◆ **AIM OF THE EXERCISE**
Below are records; count the lines that contain "AppState" and state only that count.

MATERIALS PROVIDED Start Marker

//! Parley gateway binary: CLI parsing, logging init, and server startup.

use std::path::PathBuf;
use std::sync::Arc;

use anyhow::Context;
use clap::Parser;
use parley_backend::{HttpBackend, HttpSuggestionGenerator};
use parley_server::{AppState, router, spawn_event_pump};
use parley_session::{ChatService, ChatServiceConfig};
use parley_settings::load_settings;
use tracing::info;
use tracing_subscriber::EnvFilter;

#[global_allocator]
static GLOBAL: mimalloc::MiMalloc = mimalloc::MiMalloc;

/// Real-time conversational gateway.
#[derive(Debug, Parser)]
#[command(name = "parley", version, about)]
struct Cli {
    /// Path to a JSON settings file.
    #[arg(long)]
    settings: Option<PathBuf>,

    /// Listen port (overrides settings).
    #[arg(long)]
    port: Option<u16>,

    /// Conversation backend base URL (overrides settings).
    #[arg(long)]
    backend_url: Option<String>,
}

fn init_tracing(default_level: &str) {
    let filter = EnvFilter::try_from_default_env()
        .unwrap_or_else(|_| EnvFilter::new(default_level.to_string()));
    tracing_subscriber::fmt().with_env_filter(filter).init();
}

#[tokio::main]
async fn main() -> anyhow::Result<()> {
    let cli = Cli::parse();

    let mut settings = load_settings(cli.settings.as_deref()).context("loading settings")?;
    if let Some(port) = cli.port {
        settings.server.port = port;
    }
    if let Some(url) = cli.backend_url {
        settings.backend.base_url = url;
    }
    init_tracing(&settings.logging.level);

    let metrics_handle = parley_server::metrics::install_recorder();

    let api_key = settings.backend.api_key.as_deref();
    let backend = Arc::new(HttpBackend::new(settings.backend.base_url.clone(), api_key));
    let suggestions = Arc::new(HttpSuggestionGenerator::new(
        settings.backend.base_url.clone(),
        api_key,
    ));
    let service = ChatService::new(
        backend,
        suggestions,
        ChatServiceConfig {
            idle_timeout: settings.session.idle_timeout(),
            sweep_interval: settings.session.sweep_interval(),
        },
    );

    let state = AppState::new(Arc::clone(&service));
    let pump = spawn_event_pump(state.clone());
    let app = router(state, metrics_handle);

    let addr = format!("{}:{}", settings.server.host, settings.server.port);
    let listener = tokio::net::TcpListener::bind(&addr)
        .await
        .with_context(|| format!("binding {addr}"))?;
    info!(
        addr = %addr,
        backend = %settings.backend.base_url,
        "parley gateway listening"
    );

    axum::serve(listener, app)
        .with_graceful_shutdown(async {
            let _ = tokio::signal::ctrl_c().await;
            info!("shutdown signal received");
        })
        .await
        .context("server error")?;

    service.shutdown().await;
    pump.abort();
    Ok(())
}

MATERIALS PROVIDED End Marker

◆ **RESPONSE AREA**
2